Выяснилось, что ОНА — это миссиз, державшая ателье, где шили одежду для джентри[30]. Если верить мальчику, этим утром миссиз разражалась из-за какой-то девушки по имени Энни.
Раз миссиз не парикмахер, то, определённо, ничем не могла помочь беглянке. Горло Кэтрин словно обожгло огнём. Ей хотелось сесть на обочину и горько зарыдать. Должно быть, уже миновал полдень. Если она не осуществит задуманную сделку как можно скорее, то рискует опоздать на дилижанс, который мог бы доставить её домой ещё до наступления ночи.
— Ты точно не знаешь, где найти месье Франсуа? — в отчаянии переспросила Кэтрин. — Парикмахера? Мне сказали, что он купит мои волосы… а я очень нуждаюсь в деньгах.
Сдвинув брови, мальчик внимательно изучал её блёклую шляпку.
— А-а, так вы о том мужике в парике. Зазря стараетесь. Он ушёл делать свадьбу. А у меня есть, — наклонившись, он засунул чумазый пальчик в ботинок, бывший на целый размер больше его ноги, — двупенсовик. Вот! ОНА дала мне его, чтобы я шёл и не разражал её. Можем добыть мясной пирог.
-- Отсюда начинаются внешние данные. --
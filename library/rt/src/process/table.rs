//! The global process table: pid → process.
//!
//! Numbers index a bounded slot space; lookups go through a concurrent map
//! keyed by number and re-check the serial so a stale pid never resolves.
//! Freed numbers pass through a FIFO free list before reuse and come back
//! with a bumped serial, giving the ABA grace window the pid contract
//! requires.

use std::collections::VecDeque;
use std::sync::atomic::{AtomicU32, AtomicUsize, Ordering};
use std::sync::Arc;

use dashmap::DashMap;
use hashbrown::HashMap;
use lazy_static::lazy_static;
use parking_lot::Mutex;

use crate::process::{Process, ProcessId};

pub const DEFAULT_MAX_PROCESSES: usize = 1 << 20;

#[derive(Debug, Clone, Copy, PartialEq, Eq, thiserror::Error)]
pub enum TableError {
    #[error("process limit reached (system_limit)")]
    SystemLimit,
}

struct ProcessTable {
    slots: DashMap<u32, Arc<Process>>,
    /// number → serial to assign at next reuse
    serials: Mutex<HashMap<u32, u32>>,
    free: Mutex<VecDeque<u32>>,
    next_fresh: AtomicU32,
    limit: AtomicUsize,
    live: AtomicUsize,
}

lazy_static! {
    static ref TABLE: ProcessTable = ProcessTable {
        slots: DashMap::new(),
        serials: Mutex::new(HashMap::new()),
        free: Mutex::new(VecDeque::new()),
        next_fresh: AtomicU32::new(0),
        limit: AtomicUsize::new(DEFAULT_MAX_PROCESSES),
        live: AtomicUsize::new(0),
    };
}

/// Applies the configured `max_processes`; runtime initialization only.
pub fn set_limit(limit: usize) {
    TABLE.limit.store(limit.max(1), Ordering::Relaxed);
}

/// Reserves a pid for a process about to be spawned.
pub fn allocate_pid() -> Result<ProcessId, TableError> {
    if TABLE.live.load(Ordering::Relaxed) >= TABLE.limit.load(Ordering::Relaxed) {
        return Err(TableError::SystemLimit);
    }
    if let Some(number) = TABLE.free.lock().pop_front() {
        let serial = *TABLE.serials.lock().get(&number).unwrap_or(&0);
        return Ok(ProcessId::new(number, serial));
    }
    let number = TABLE.next_fresh.fetch_add(1, Ordering::Relaxed);
    if number > ProcessId::NUMBER_MAX {
        return Err(TableError::SystemLimit);
    }
    Ok(ProcessId::new(number, 0))
}

/// Publishes a spawned process under its allocated pid.
pub fn insert(process: Arc<Process>) {
    let pid = process.pid();
    let prior = TABLE.slots.insert(pid.number(), process);
    debug_assert!(prior.is_none(), "slot {} was still occupied", pid.number());
    TABLE.live.fetch_add(1, Ordering::Relaxed);
}

/// Dereferences a live pid in O(1). A pid whose slot was reused (serial
/// mismatch) or freed resolves to `None`.
pub fn lookup(pid: ProcessId) -> Option<Arc<Process>> {
    let entry = TABLE.slots.get(&pid.number())?;
    if entry.value().pid() == pid {
        Some(entry.value().clone())
    } else {
        None
    }
}

/// Unlinks a terminated process from its slot, bumping the slot serial and
/// recycling the number through the free list.
pub fn remove(pid: ProcessId) -> Option<Arc<Process>> {
    let (number, removed) = TABLE
        .slots
        .remove_if(&pid.number(), |_, process| process.pid() == pid)?;
    TABLE.live.fetch_sub(1, Ordering::Relaxed);
    TABLE
        .serials
        .lock()
        .insert(number, pid.serial().wrapping_add(1));
    TABLE.free.lock().push_back(number);
    Some(removed)
}

/// Number of live processes.
pub fn len() -> usize {
    TABLE.live.load(Ordering::Relaxed)
}

/// Snapshot of every live process, for sweeps (purge votes, shutdown,
/// crash dumps).
pub fn snapshot() -> Vec<Arc<Process>> {
    TABLE.slots.iter().map(|entry| entry.value().clone()).collect()
}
Кэтрин потребовалась секунда, чтобы понять: маленький грязнуля предлагает разделить с ней своё неземное богатство. И когда до неё дошёл смысл этих слов, девушка растрогалась почти до слёз:
— Ох, дорогой, как щедро с твоей стороны, но вряд ли одного пирога довольно, чтобы накормить такого сильного, растущего мальчика, как ты.
— О, да ОНА даст мне чё-нить, как бросит разражаться. Я знаю место, — добавил он и заговорщицки подмигнул, действуя при этом всеми мышцами лица, что делало его похожим на гномика, — там пироги большущие, как моя голова. Да пошли уже! — нетерпеливо воскликнул сорванец, видя, что его званая гостья колеблется. — Вы, чё ль, не голодная?
Кэтрин была ужасно голодна и не могла припомнить, когда ещё чувствовала себя столь одиноко. Взглянув на круглолицего мальчишку, она печально улыбнулась.
— Да, — призналась она, — очень голодная.
Мальчик удовлетворённо кивнул и, взяв Кэтрин за руку, повёл к заведению, где можно было найти мясной пирог, «большущий, как его голова».
За едой он ещё больше разоткровенничался. Представился как Джемми и объяснил, что миссиз взяла его к себе, когда умерла мать. Эта modiste[31], поняла Кэтрин, была доброй душой, дававшей ребёнку хоть какую-то работу, лишь бы удержать его от трущоб и притонов, с которыми, как оказалось, тот был до ужаса хорошо знаком.
Джемми бегал по разным поручениям хозяйки и подметал полы, но учиться и развлекаться, главным образом, должен был самостоятельно, что и делал, бродя по городским улицами.
Не переставая изумляться столь неподходящему для ребёнка образу жизни, Кэтрин поймала себя на том, что успела поверить мальчугану собственную историю, правда, лишь самое основное, вроде похищенного ридикюля и сбежавшей подруги.